How the 49ers Are Using Beacons to Help You Find Hot Dogs and Beer - turoczy
http://techcrunch.com/2014/11/04/how-the-49ers-are-using-beacons-to-help-you-find-hot-dogs-and-beer/

======
rmxt
Can anyone with a little more knowledge about either iBeacons or WiFi MAC
Address triangulation explain how active or passive one needs to be in order
to participate or opt-out of such activities? From what I understand, the
iBeacons can only interact with your phone if you have a specific app
installed, e.g., if you have the 49ers app installed on your phone and you
have Bluetooth enabled, it listens in the background for iBeacon broadcasts
and might show you the corresponding push notification that it has downloaded
when you get within range of iBeacon x. At the same time, the venue can
determine your location accurately down to the spacing of the beacons. What
happens if you have Bluetooth enabled (but not visible) but not a venue
sponsored app? Are iBeacons (or similar Bluetooth beacons) capable of mapping
these users? I presume that no push notifications could occur in this case.

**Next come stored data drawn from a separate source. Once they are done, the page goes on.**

//! Validation errors for values supplied by the caller.
//!
//! Every locally detected problem (a malformed label, conflicting public key
//! flags, an unknown rule name) is reported as a [`ValidationError`] naming
//! the offending field, so the CLI can point the user at the exact flag.

use std::fmt;

/// Errors that can occur during validation.
#[derive(Debug, Clone, PartialEq, Eq)]
pub struct ValidationError {
    /// The field or flag that failed validation.
    pub field: String,
    /// A human-readable description of the validation failure.
    pub message: String,
    /// The kind of validation that failed.
    pub kind: ValidationErrorKind,
}

impl ValidationError {
    /// Creates a new validation error.
    ///
    /// # Examples
    ///
    /// ```
    /// use policyctl_core::ValidationError;
    /// use policyctl_core::validation::ValidationErrorKind;
    ///
    /// let error = ValidationError::new(
    ///     "label",
    ///     "expected key=value",
    ///     ValidationErrorKind::Format,
    /// );
    /// assert_eq!(error.field, "label");
    /// ```
    pub fn new(
        field: impl Into<String>,
        message: impl Into<String>,
        kind: ValidationErrorKind,
    ) -> Self {
        Self {
            field: field.into(),
            message: message.into(),
            kind,
        }
    }

    /// Creates a validation error for a required value that is missing.
    pub fn required(field: impl Into<String>, message: impl Into<String>) -> Self {
        Self::new(field, message, ValidationErrorKind::Required)
    }

    /// Creates a validation error for an invalid format.
    pub fn format(field: impl Into<String>, message: impl Into<String>) -> Self {
        Self::new(field, message, ValidationErrorKind::Format)
    }

    /// Creates a validation error for a constraint violation.
    pub fn constraint(field: impl Into<String>, message: impl Into<String>) -> Self {
        Self::new(field, message, ValidationErrorKind::Constraint)
    }
}

impl fmt::Display for ValidationError {
    fn fmt(&self, f: &mut fmt::Formatter<'_>) -> fmt::Result {
        write!(f, "validation error for '{}': {}", self.field, self.message)
    }
}

impl std::error::Error for ValidationError {}

/// The category of validation failure.
#[derive(Debug, Clone, Copy, PartialEq, Eq, Hash)]
pub enum ValidationErrorKind {
    /// A required field was not provided.
    Required,
    /// The value format is invalid.
    Format,
    /// Two or more values contradict each other.
    Constraint,
}

impl fmt::Display for ValidationErrorKind {
    fn fmt(&self, f: &mut fmt::Formatter<'_>) -> fmt::Result {
        match self {
            Self::Required => write!(f, "required"),
            Self::Format => write!(f, "format"),
            Self::Constraint => write!(f, "constraint"),
        }
    }
}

As for WiFi triangulation, my limited understanding is that it relies on users
walking around with WiFi kept on. Can push notifications occur even if the
user doesn't connect to the venue's WiFi but has a sponsored app? Is a phone's
active search for familiar SSIDs enough for venue hotspots to observe the
movement of MAC addresses/phones? What about a phone without a sponsored app
and WiFi enabled but not connected? (I think this is the 'sunsetted' tech
mentioned in the article.)

Thanks.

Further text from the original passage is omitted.